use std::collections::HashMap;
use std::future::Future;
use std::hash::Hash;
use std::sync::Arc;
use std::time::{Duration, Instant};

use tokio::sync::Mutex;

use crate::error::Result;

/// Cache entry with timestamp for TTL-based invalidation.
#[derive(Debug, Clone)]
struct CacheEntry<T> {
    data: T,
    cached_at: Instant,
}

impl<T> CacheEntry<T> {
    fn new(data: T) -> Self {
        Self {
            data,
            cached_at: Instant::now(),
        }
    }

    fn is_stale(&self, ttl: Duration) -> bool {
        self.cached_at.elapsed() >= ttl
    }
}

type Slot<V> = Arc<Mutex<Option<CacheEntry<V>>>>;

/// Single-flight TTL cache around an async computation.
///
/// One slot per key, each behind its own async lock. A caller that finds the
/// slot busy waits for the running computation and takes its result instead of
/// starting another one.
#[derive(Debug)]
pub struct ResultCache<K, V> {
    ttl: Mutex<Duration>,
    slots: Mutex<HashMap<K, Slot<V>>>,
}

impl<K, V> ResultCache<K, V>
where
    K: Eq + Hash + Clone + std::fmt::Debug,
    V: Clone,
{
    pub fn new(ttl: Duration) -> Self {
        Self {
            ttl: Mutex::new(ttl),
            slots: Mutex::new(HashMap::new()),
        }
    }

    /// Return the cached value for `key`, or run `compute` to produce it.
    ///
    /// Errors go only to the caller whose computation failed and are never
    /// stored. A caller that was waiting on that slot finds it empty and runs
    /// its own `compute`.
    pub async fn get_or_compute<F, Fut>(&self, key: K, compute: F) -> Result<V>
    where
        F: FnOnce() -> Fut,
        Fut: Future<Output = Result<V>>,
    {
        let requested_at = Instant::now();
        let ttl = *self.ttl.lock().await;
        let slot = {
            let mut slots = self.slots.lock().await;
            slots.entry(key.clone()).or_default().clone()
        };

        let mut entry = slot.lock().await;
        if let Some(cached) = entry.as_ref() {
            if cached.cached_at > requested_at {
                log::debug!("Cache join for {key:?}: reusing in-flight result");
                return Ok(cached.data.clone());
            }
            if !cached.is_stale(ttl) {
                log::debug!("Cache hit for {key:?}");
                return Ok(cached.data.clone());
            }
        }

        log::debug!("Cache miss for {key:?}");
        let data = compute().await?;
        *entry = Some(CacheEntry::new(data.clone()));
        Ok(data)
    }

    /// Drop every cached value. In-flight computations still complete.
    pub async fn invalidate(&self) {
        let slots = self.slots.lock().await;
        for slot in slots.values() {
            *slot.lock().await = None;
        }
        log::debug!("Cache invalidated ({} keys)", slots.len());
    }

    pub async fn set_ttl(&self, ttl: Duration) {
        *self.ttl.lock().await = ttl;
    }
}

• **WHAT THE TASK ASKS**
Transcribe the listing in full, line by line.

• **RESPONSE**
use std::collections::HashMap;
use std::future::Future;
use std::hash::Hash;
use std::sync::Arc;
use std::time::{Duration, Instant};

use tokio::sync::Mutex;

use crate::error::Result;

/// Cache entry with timestamp for TTL-based invalidation.
#[derive(Debug, Clone)]
struct CacheEntry<T> {
    data: T,
    cached_at: Instant,
}

impl<T> CacheEntry<T> {
    fn new(data: T) -> Self {
        Self {
            data,
            cached_at: Instant::now(),
        }
    }

    fn is_stale(&self, ttl: Duration) -> bool {
        self.cached_at.elapsed() >= ttl
    }
}

type Slot<V> = Arc<Mutex<Option<CacheEntry<V>>>>;

/// Single-flight TTL cache around an async computation.
///
/// One slot per key, each behind its own async lock. A caller that finds the
/// slot busy waits for the running computation and takes its result instead of
/// starting another one.
#[derive(Debug)]
pub struct ResultCache<K, V> {
    ttl: Mutex<Duration>,
    slots: Mutex<HashMap<K, Slot<V>>>,
}

impl<K, V> ResultCache<K, V>
where
    K: Eq + Hash + Clone + std::fmt::Debug,
    V: Clone,
{
    pub fn new(ttl: Duration) -> Self {
        Self {
            ttl: Mutex::new(ttl),
            slots: Mutex::new(HashMap::new()),
        }
    }

    /// Return the cached value for `key`, or run `compute` to produce it.
    ///
    /// Errors go only to the caller whose computation failed and are never
    /// stored. A caller that was waiting on that slot finds it empty and runs
    /// its own `compute`.
    pub async fn get_or_compute<F, Fut>(&self, key: K, compute: F) -> Result<V>
    where
        F: FnOnce() -> Fut,
        Fut: Future<Output = Result<V>>,
    {
        let requested_at = Instant::now();
        let ttl = *self.ttl.lock().await;
        let slot = {
            let mut slots = self.slots.lock().await;
            slots.entry(key.clone()).or_default().clone()
        };

        let mut entry = slot.lock().await;
        if let Some(cached) = entry.as_ref() {
            if cached.cached_at > requested_at {
                log::debug!("Cache join for {key:?}: reusing in-flight result");
                return Ok(cached.data.clone());
            }
            if !cached.is_stale(ttl) {
                log::debug!("Cache hit for {key:?}");
                return Ok(cached.data.clone());
            }
        }

        log::debug!("Cache miss for {key:?}");
        let data = compute().await?;
        *entry = Some(CacheEntry::new(data.clone()));
        Ok(data)
    }

    /// Drop every cached value. In-flight computations still complete.
    pub async fn invalidate(&self) {
        let slots = self.slots.lock().await;
        for slot in slots.values() {
            *slot.lock().await = None;
        }
        log::debug!("Cache invalidated ({} keys)", slots.len());
    }

    pub async fn set_ttl(&self, ttl: Duration) {
        *self.ttl.lock().await = ttl;
    }
}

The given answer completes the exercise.